Data excerpts:
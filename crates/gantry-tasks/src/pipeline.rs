//! Task runner and the composite `clean`/`build` tasks.

use std::io::ErrorKind;
use std::path::PathBuf;
use std::sync::Arc;
use std::time::Instant;

use crate::images::DEFAULT_JPEG_QUALITY;
use crate::js::DEFAULT_TARGET;
use crate::paths::ProjectPaths;
use crate::task::{Task, TaskError, TaskReport};
use crate::{css, fonts, html, images, js, manifest, sprite};

/// Configuration for running tasks.
#[derive(Debug, Clone)]
pub struct PipelineConfig {
    /// Resolved project layout
    pub paths: ProjectPaths,

    /// ECMAScript level for the js task
    pub js_target: String,

    /// Quality for re-encoded jpegs
    pub jpeg_quality: u8,
}

impl PipelineConfig {
    pub fn new(paths: ProjectPaths) -> Self {
        Self {
            paths,
            js_target: DEFAULT_TARGET.to_string(),
            jpeg_quality: DEFAULT_JPEG_QUALITY,
        }
    }
}

/// Result of a build.
#[derive(Debug)]
pub struct BuildResult {
    /// One report per task that ran
    pub reports: Vec<TaskReport>,

    /// Total build time in milliseconds
    pub duration_ms: u64,

    /// Output directory
    pub output_dir: PathBuf,
}

impl BuildResult {
    /// Number of files written by all tasks.
    pub fn files(&self) -> usize {
        self.reports.iter().map(|r| r.outputs.len()).sum()
    }
}

/// Runs tasks against one project. Cheap to clone.
#[derive(Debug, Clone)]
pub struct Pipeline {
    config: Arc<PipelineConfig>,
}

impl Pipeline {
    pub fn new(config: PipelineConfig) -> Self {
        Self {
            config: Arc::new(config),
        }
    }

    pub fn config(&self) -> &PipelineConfig {
        &self.config
    }

    pub fn paths(&self) -> &ProjectPaths {
        &self.config.paths
    }

    /// Run a single task on the current thread.
    pub fn run_blocking(&self, task: Task) -> Result<TaskReport, TaskError> {
        let start = Instant::now();
        let paths = &self.config.paths;

        tracing::info!("Starting '{}'", task);

        let (outputs, skipped) = match task {
            Task::Html => (html::run(paths)?, 0),
            Task::Css => (css::run(paths)?, 0),
            Task::Js => (js::run(paths, &self.config.js_target)?, 0),
            Task::Images => {
                let batch = images::run(paths, self.config.jpeg_quality);
                (batch.outputs, batch.failed)
            }
            Task::Fonts => {
                let batch = fonts::run(paths);
                (batch.outputs, batch.failed)
            }
            Task::FontsStyle => (manifest::run(paths)?.into_iter().collect(), 0),
            Task::Otf2Ttf => {
                let batch = fonts::otf2ttf(paths);
                (batch.outputs, batch.failed)
            }
            Task::SvgSprite => (sprite::run(paths)?.into_iter().collect(), 0),
        };

        let duration_ms = start.elapsed().as_millis() as u64;

        if skipped > 0 {
            tracing::warn!(
                "Finished '{}' after {} ms: {} files, {} skipped",
                task,
                duration_ms,
                outputs.len(),
                skipped
            );
        } else {
            tracing::info!(
                "Finished '{}' after {} ms: {} files",
                task,
                duration_ms,
                outputs.len()
            );
        }

        Ok(TaskReport {
            task,
            outputs,
            skipped,
            duration_ms,
        })
    }

    /// Run a single task on the blocking pool.
    pub async fn run(&self, task: Task) -> Result<TaskReport, TaskError> {
        let pipeline = self.clone();

        tokio::task::spawn_blocking(move || pipeline.run_blocking(task))
            .await
            .map_err(|e| TaskError::Aborted {
                task,
                message: e.to_string(),
            })?
    }

    /// Remove the output folder; an absent folder is not an error.
    pub async fn clean(&self) -> Result<(), TaskError> {
        let paths = &self.config.paths;
        let dist = paths.dist_dir();

        if dist == paths.root() || paths.src_dir().starts_with(dist) {
            return Err(TaskError::write(
                dist,
                "refusing to remove a folder containing the sources",
            ));
        }

        match tokio::fs::remove_dir_all(dist).await {
            Ok(()) => {
                tracing::info!("Cleaned {}", dist.display());
                Ok(())
            }
            Err(e) if e.kind() == ErrorKind::NotFound => Ok(()),
            Err(e) => Err(TaskError::write(dist, e)),
        }
    }

    /// Clean, then run every asset task concurrently.
    ///
    /// `fontsStyle` runs after `fonts` since it lists the fonts output.
    /// All tasks run to completion; any failure fails the build.
    pub async fn build(&self) -> Result<BuildResult, TaskError> {
        let start = Instant::now();

        self.clean().await?;

        let font_chain = async {
            let fonts = self.run(Task::Fonts).await;
            let style = self.run(Task::FontsStyle).await;
            [fonts, style]
        };

        let (html, css, js, images, fonts) = tokio::join!(
            self.run(Task::Html),
            self.run(Task::Css),
            self.run(Task::Js),
            self.run(Task::Images),
            font_chain,
        );

        let results: Vec<Result<TaskReport, TaskError>> =
            [html, css, js, images].into_iter().chain(fonts).collect();

        let total = results.len();
        let mut reports = Vec::with_capacity(total);
        let mut failed = 0;

        for result in results {
            match result {
                Ok(report) => reports.push(report),
                Err(e) => {
                    tracing::error!("{}", e);
                    failed += 1;
                }
            }
        }

        if failed > 0 {
            return Err(TaskError::Failed { failed, total });
        }

        Ok(BuildResult {
            reports,
            duration_ms: start.elapsed().as_millis() as u64,
            output_dir: self.config.paths.dist_dir().to_path_buf(),
        })
    }
}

> _WHAT TO DO_: Look above for the line containing "let batch = images::run(paths, self.config.jpeg_quality);" and the line containing "pub async fn clean(&self)". Transcribe both, with the lines between them, exactly.

> _TASK ANSWER_:
                let batch = images::run(paths, self.config.jpeg_quality);
                (batch.outputs, batch.failed)
            }
            Task::Fonts => {
                let batch = fonts::run(paths);
                (batch.outputs, batch.failed)
            }
            Task::FontsStyle => (manifest::run(paths)?.into_iter().collect(), 0),
            Task::Otf2Ttf => {
                let batch = fonts::otf2ttf(paths);
                (batch.outputs, batch.failed)
            }
            Task::SvgSprite => (sprite::run(paths)?.into_iter().collect(), 0),
        };

        let duration_ms = start.elapsed().as_millis() as u64;

        if skipped > 0 {
            tracing::warn!(
                "Finished '{}' after {} ms: {} files, {} skipped",
                task,
                duration_ms,
                outputs.len(),
                skipped
            );
        } else {
            tracing::info!(
                "Finished '{}' after {} ms: {} files",
                task,
                duration_ms,
                outputs.len()
            );
        }

        Ok(TaskReport {
            task,
            outputs,
            skipped,
            duration_ms,
        })
    }

    /// Run a single task on the blocking pool.
    pub async fn run(&self, task: Task) -> Result<TaskReport, TaskError> {
        let pipeline = self.clone();

        tokio::task::spawn_blocking(move || pipeline.run_blocking(task))
            .await
            .map_err(|e| TaskError::Aborted {
                task,
                message: e.to_string(),
            })?
    }

    /// Remove the output folder; an absent folder is not an error.
    pub async fn clean(&self) -> Result<(), TaskError> {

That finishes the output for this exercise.